→ DESCRIPTION OF THE TASK:
In which lines of the data does the string "wiremock" appear? Copy every one.

══════════

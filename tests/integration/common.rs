//! Common test harness for Sensu Go Rust SDK integration tests.

use std::sync::Once;

use sensu_go::{ApiKeyCredentialsConfig, Client, UserPassCredentialsConfig};
use serde_json::{Value, json};
use wiremock::matchers::{method, path};
use wiremock::{Mock, MockServer, ResponseTemplate};

pub const USERNAME: &str = "admin";
pub const PASSWORD: &str = "P@ssw0rd!";
pub const ACCESS_TOKEN: &str = "access-token";
pub const API_KEY: &str = "83abef1e-e7d7-4beb-91fc-79ad90084d5b";

static TRACING: Once = Once::new();

/// Installs a log subscriber honouring `RUST_LOG`.
pub fn init_tracing() {
    TRACING.call_once(|| {
        let _ = tracing_subscriber::fmt()
            .with_env_filter(tracing_subscriber::EnvFilter::from_default_env())
            .with_test_writer()
            .try_init();
    });
}

/// Starts a mock backend.
pub async fn start_backend() -> MockServer {
    init_tracing();
    MockServer::start().await
}

/// Mounts a successful `/auth` exchange, expected exactly `times` times.
pub async fn mount_login(server: &MockServer, times: u64) {
    Mock::given(method("GET"))
        .and(path("/auth"))
        .respond_with(ResponseTemplate::new(200).set_body_json(json!({
            "access_token": ACCESS_TOKEN,
            "refresh_token": "refresh-token",
            "expires_at": 1_700_000_000,
        })))
        .expect(times)
        .mount(server)
        .await;
}

/// A client logging in with username and password.
pub fn user_pass_client(server: &MockServer) -> anyhow::Result<Client> {
    Ok(Client::builder()
        .url(server.uri())
        .credentials(UserPassCredentialsConfig::new(USERNAME, PASSWORD))
        .build()?)
}

/// A client authenticating with an API key.
pub fn api_key_client(server: &MockServer) -> anyhow::Result<Client> {
    Ok(Client::builder()
        .url(server.uri())
        .credentials(ApiKeyCredentialsConfig::new(API_KEY))
        .build()?)
}

/// The `Authorization` header an API key client sends.
pub fn api_key_header() -> String {
    format!("Key {}", API_KEY)
}

/// Wire form of a check in the `default` namespace.
pub fn check_json(name: &str) -> Value {
    json!({
        "command": format!("{}.sh", name),
        "interval": 60,
        "subscriptions": ["linux"],
        "metadata": {"name": name, "namespace": "default"},
    })
}

/// A JSON array of `count` checks named `check-<start>`, `check-<start+1>`, ...
pub fn check_page(start: usize, count: usize) -> Value {
    Value::Array(
        (start..start + count)
            .map(|i| check_json(&format!("check-{}", i)))
            .collect(),
    )
}
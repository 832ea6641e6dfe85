//! Credentials types for Sensu Go authentication.

use std::fmt;
use std::sync::Arc;

use zeroize::Zeroizing;

use super::{ApiKeyAuth, AuthProvider, UserPassAuth};
use crate::transport::TransportClient;

/// Username/password credentials.
///
/// The password is exchanged for an access token on the first request made
/// through the client (`GET /auth` with basic credentials). The token is then
/// reused for the lifetime of the client.
///
/// ## Example
///
/// ```rust
/// use sensu_go::UserPassCredentialsConfig;
///
/// let config = UserPassCredentialsConfig::new("admin", "P@ssw0rd!");
/// assert_eq!(config.username(), "admin");
/// ```
#[derive(Clone)]
pub struct UserPassCredentialsConfig {
    pub(crate) username: String,
    pub(crate) password: Zeroizing<String>,
}

impl UserPassCredentialsConfig {
    /// Creates a new username/password configuration.
    pub fn new(username: impl Into<String>, password: impl Into<String>) -> Self {
        Self {
            username: username.into(),
            password: Zeroizing::new(password.into()),
        }
    }

    /// Returns the username.
    pub fn username(&self) -> &str {
        &self.username
    }
}

impl fmt::Debug for UserPassCredentialsConfig {
    fn fmt(&self, f: &mut fmt::Formatter<'_>) -> fmt::Result {
        f.debug_struct("UserPassCredentialsConfig")
            .field("username", &self.username)
            .field("password", &"[REDACTED]")
            .finish()
    }
}

/// API key credentials.
///
/// Sent as `Authorization: Key <key>` with no login call.
#[derive(Clone)]
pub struct ApiKeyCredentialsConfig {
    key: Arc<str>,
}

impl ApiKeyCredentialsConfig {
    /// Creates a new API key configuration.
    ///
    /// # Example
    ///
    /// ```rust
    /// use sensu_go::ApiKeyCredentialsConfig;
    ///
    /// let config = ApiKeyCredentialsConfig::new("83abef1e-e7d7-4beb-91fc-79ad90084d5b");
    /// ```
    pub fn new(key: impl Into<String>) -> Self {
        Self {
            key: Arc::from(key.into()),
        }
    }

    /// Returns the API key.
    pub fn key(&self) -> &str {
        &self.key
    }
}

impl fmt::Debug for ApiKeyCredentialsConfig {
    fn fmt(&self, f: &mut fmt::Formatter<'_>) -> fmt::Result {
        f.debug_struct("ApiKeyCredentialsConfig")
            .field("key", &"[REDACTED]")
            .finish()
    }
}

impl<S: Into<String>> From<S> for ApiKeyCredentialsConfig {
    fn from(key: S) -> Self {
        Self::new(key)
    }
}

/// Authentication credentials for the Sensu Go client.
///
/// - `UserPass`: username and password exchanged for a bearer token
/// - `ApiKey`: a static API key
/// - `Provider`: any custom [`AuthProvider`]
///
/// ## Example
///
/// ```rust
/// use sensu_go::{ApiKeyCredentialsConfig, Credentials, UserPassCredentialsConfig};
///
/// let creds: Credentials = UserPassCredentialsConfig::new("admin", "P@ssw0rd!").into();
/// assert!(creds.is_user_pass());
///
/// let creds: Credentials = ApiKeyCredentialsConfig::new("key").into();
/// assert!(creds.is_api_key());
/// ```
#[derive(Clone)]
pub enum Credentials {
    /// Username and password.
    UserPass(UserPassCredentialsConfig),

    /// Static API key.
    ApiKey(ApiKeyCredentialsConfig),

    /// Caller-supplied provider.
    Provider(Arc<dyn AuthProvider>),
}

impl Credentials {
    /// Returns `true` if this is username/password authentication.
    pub fn is_user_pass(&self) -> bool {
        matches!(self, Credentials::UserPass(_))
    }

    /// Returns `true` if this is API key authentication.
    pub fn is_api_key(&self) -> bool {
        matches!(self, Credentials::ApiKey(_))
    }

    /// Turns the credentials into the provider the client authenticates with.
    ///
    /// `address` and `transport` are only used by the username/password
    /// variant, which needs them for its login call.
    pub(crate) fn into_provider(
        self,
        address: &str,
        transport: Arc<dyn TransportClient>,
    ) -> Arc<dyn AuthProvider> {
        match self {
            Credentials::UserPass(config) => Arc::new(UserPassAuth::new(address, config, transport)),
            Credentials::ApiKey(config) => Arc::new(ApiKeyAuth::new(config.key())),
            Credentials::Provider(provider) => provider,
        }
    }
}

impl fmt::Debug for Credentials {
    fn fmt(&self, f: &mut fmt::Formatter<'_>) -> fmt::Result {
        match self {
            Credentials::UserPass(config) => f.debug_tuple("UserPass").field(config).finish(),
            Credentials::ApiKey(config) => f.debug_tuple("ApiKey").field(config).finish(),
            Credentials::Provider(_) => f.debug_tuple("Provider").finish_non_exhaustive(),
        }
    }
}

impl From<UserPassCredentialsConfig> for Credentials {
    fn from(config: UserPassCredentialsConfig) -> Self {
        Credentials::UserPass(config)
    }
}

impl From<ApiKeyCredentialsConfig> for Credentials {
    fn from(config: ApiKeyCredentialsConfig) -> Self {
        Credentials::ApiKey(config)
    }
}

impl From<Arc<dyn AuthProvider>> for Credentials {
    fn from(provider: Arc<dyn AuthProvider>) -> Self {
        Credentials::Provider(provider)
    }
}
//! Client builder with typestate pattern.

use std::{marker::PhantomData, sync::Arc, time::Duration};

use super::inner::ClientInner;
#[cfg(feature = "rest")]
use crate::transport::RestTransport;
use crate::{Client, Error, auth::Credentials, config::TlsConfig, transport::TransportClient};

/// Namespace used when none is configured.
pub const DEFAULT_NAMESPACE: &str = "default";

/// Request timeout used when none is configured.
pub const DEFAULT_TIMEOUT: Duration = Duration::from_secs(30);

/// Marker type: URL not yet provided.
pub struct NoUrl;

/// Marker type: URL has been provided.
pub struct HasUrl;

/// Marker type: Credentials not yet provided.
pub struct NoCredentials;

/// Marker type: Credentials have been provided.
pub struct HasCredentials;

/// Builder for creating [`Client`] instances.
///
/// Uses the typestate pattern to ensure required configuration
/// (URL and credentials) is provided at compile time.
///
/// ## Required Configuration
///
/// - `url()`: The Sensu Go backend address
/// - `credentials()`: Authentication credentials
///
/// ## Optional Configuration
///
/// - `default_namespace()`: Namespace for namespaced resources (`"default"`)
/// - `timeout()`: Request timeout (30 seconds)
/// - `tls_config()`: Custom TLS settings
/// - `transport()`: A custom transport, replacing the built-in one
///
/// ## Example
///
/// ```rust,ignore
/// use sensu_go::{Client, UserPassCredentialsConfig};
///
/// let client = Client::builder()
///     .url("https://sensu.example.com:8080")
///     .credentials(UserPassCredentialsConfig::new("admin", "P@ssw0rd!"))
///     .default_namespace("prod")
///     .timeout(Duration::from_secs(10))
///     .build()?;
/// ```
pub struct ClientBuilder<UrlState, CredentialsState> {
    url: Option<String>,
    credentials: Option<Credentials>,
    default_namespace: String,
    tls_config: TlsConfig,
    timeout: Duration,
    transport: Option<Arc<dyn TransportClient>>,
    _url_state: PhantomData<UrlState>,
    _credentials_state: PhantomData<CredentialsState>,
}

impl ClientBuilder<NoUrl, NoCredentials> {
    /// Creates a new client builder.
    pub fn new() -> Self {
        Self {
            url: None,
            credentials: None,
            default_namespace: DEFAULT_NAMESPACE.to_string(),
            tls_config: TlsConfig::default(),
            timeout: DEFAULT_TIMEOUT,
            transport: None,
            _url_state: PhantomData,
            _credentials_state: PhantomData,
        }
    }
}

impl Default for ClientBuilder<NoUrl, NoCredentials> {
    fn default() -> Self {
        Self::new()
    }
}

impl<U, C> ClientBuilder<U, C> {
    fn into_state<U2, C2>(self) -> ClientBuilder<U2, C2> {
        ClientBuilder {
            url: self.url,
            credentials: self.credentials,
            default_namespace: self.default_namespace,
            tls_config: self.tls_config,
            timeout: self.timeout,
            transport: self.transport,
            _url_state: PhantomData,
            _credentials_state: PhantomData,
        }
    }
}

impl<C> ClientBuilder<NoUrl, C> {
    /// Sets the backend address.
    ///
    /// Trailing slashes are removed. A path prefix is kept, so request paths
    /// are appended to it.
    ///
    /// # Example
    ///
    /// ```rust,ignore
    /// let builder = Client::builder()
    ///     .url("https://sensu.example.com:8080");
    /// ```
    pub fn url(self, url: impl Into<String>) -> ClientBuilder<HasUrl, C> {
        let mut builder = self.into_state();
        builder.url = Some(url.into());
        builder
    }
}

impl<U> ClientBuilder<U, NoCredentials> {
    /// Sets the authentication credentials.
    ///
    /// Accepts any type that can be converted into [`Credentials`]:
    /// - [`UserPassCredentialsConfig`](crate::UserPassCredentialsConfig)
    /// - [`ApiKeyCredentialsConfig`](crate::ApiKeyCredentialsConfig)
    /// - an `Arc<dyn AuthProvider>` for custom header sources
    ///
    /// # Example
    ///
    /// ```rust,ignore
    /// use sensu_go::ApiKeyCredentialsConfig;
    ///
    /// let builder = Client::builder()
    ///     .credentials(ApiKeyCredentialsConfig::new("83abef1e-e7d7-4beb-91fc-79ad90084d5b"));
    /// ```
    pub fn credentials(
        self,
        credentials: impl Into<Credentials>,
    ) -> ClientBuilder<U, HasCredentials> {
        let mut builder = self.into_state();
        builder.credentials = Some(credentials.into());
        builder
    }
}

impl<U, C> ClientBuilder<U, C> {
    /// Sets the namespace namespaced resource clients start out in.
    #[must_use]
    pub fn default_namespace(mut self, namespace: impl Into<String>) -> Self {
        self.default_namespace = namespace.into();
        self
    }

    /// Sets the request timeout of the built-in transport.
    ///
    /// # Example
    ///
    /// ```rust,ignore
    /// use std::time::Duration;
    ///
    /// let builder = builder.timeout(Duration::from_secs(10));
    /// ```
    #[must_use]
    pub fn timeout(mut self, timeout: Duration) -> Self {
        self.timeout = timeout;
        self
    }

    /// Sets the TLS configuration.
    ///
    /// # Example
    ///
    /// ```rust,ignore
    /// use sensu_go::TlsConfig;
    ///
    /// let builder = builder.tls_config(
    ///     TlsConfig::builder().ca_cert_file("/etc/sensu/ca.pem").build()
    /// );
    /// ```
    #[must_use]
    pub fn tls_config(mut self, config: TlsConfig) -> Self {
        self.tls_config = config;
        self
    }

    /// Disables TLS certificate verification.
    ///
    /// **WARNING**: This is insecure and should only be used for local development.
    #[must_use]
    pub fn insecure(mut self) -> Self {
        self.tls_config.skip_verification = true;
        self
    }

    /// Uses a custom transport instead of the built-in HTTP one.
    ///
    /// TLS and timeout settings are then up to the transport.
    ///
    /// # Example
    ///
    /// ```rust,ignore
    /// use sensu_go::testing::MockTransport;
    ///
    /// let transport = Arc::new(MockTransport::new());
    /// let builder = builder.transport(transport.clone());
    /// ```
    #[must_use]
    pub fn transport(mut self, transport: Arc<dyn TransportClient>) -> Self {
        self.transport = Some(transport);
        self
    }
}

impl ClientBuilder<HasUrl, HasCredentials> {
    /// Builds the client.
    ///
    /// No request is sent: username/password clients log in on first use.
    ///
    /// # Errors
    ///
    /// Returns [`ErrorKind::Configuration`](crate::ErrorKind::Configuration) if:
    /// - The URL is invalid
    /// - The CA bundle cannot be loaded
    /// - No transport was given and the `rest` feature is disabled
    ///
    /// # Example
    ///
    /// ```rust,ignore
    /// let client = Client::builder()
    ///     .url("https://sensu.example.com:8080")
    ///     .credentials(credentials)
    ///     .build()?;
    /// ```
    pub fn build(self) -> Result<Client, Error> {
        let url = self.url.ok_or_else(|| Error::configuration("URL is required"))?;
        let credentials =
            self.credentials.ok_or_else(|| Error::configuration("credentials are required"))?;

        url::Url::parse(&url)?;
        let address = url.trim_end_matches('/').to_string();

        let transport = match self.transport {
            Some(transport) => transport,
            None => default_transport(&self.tls_config, self.timeout)?,
        };
        let auth = credentials.into_provider(&address, transport.clone());

        tracing::debug!(address = %address, namespace = %self.default_namespace, "Client built");

        Ok(Client::from_inner(ClientInner {
            address,
            default_namespace: self.default_namespace,
            timeout: self.timeout,
            transport,
            auth,
        }))
    }
}

#[cfg(feature = "rest")]
fn default_transport(tls_config: &TlsConfig, timeout: Duration) -> Result<Arc<dyn TransportClient>, Error> {
    Ok(Arc::new(RestTransport::new(tls_config, timeout)?))
}

#[cfg(not(feature = "rest"))]
fn default_transport(_: &TlsConfig, _: Duration) -> Result<Arc<dyn TransportClient>, Error> {
    Err(Error::configuration(
        "No transport configured and the 'rest' feature is not enabled",
    ))
}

══════════

→ EXERCISE SOLUTION:
use wiremock::matchers::{method, path};
use wiremock::{Mock, MockServer, ResponseTemplate};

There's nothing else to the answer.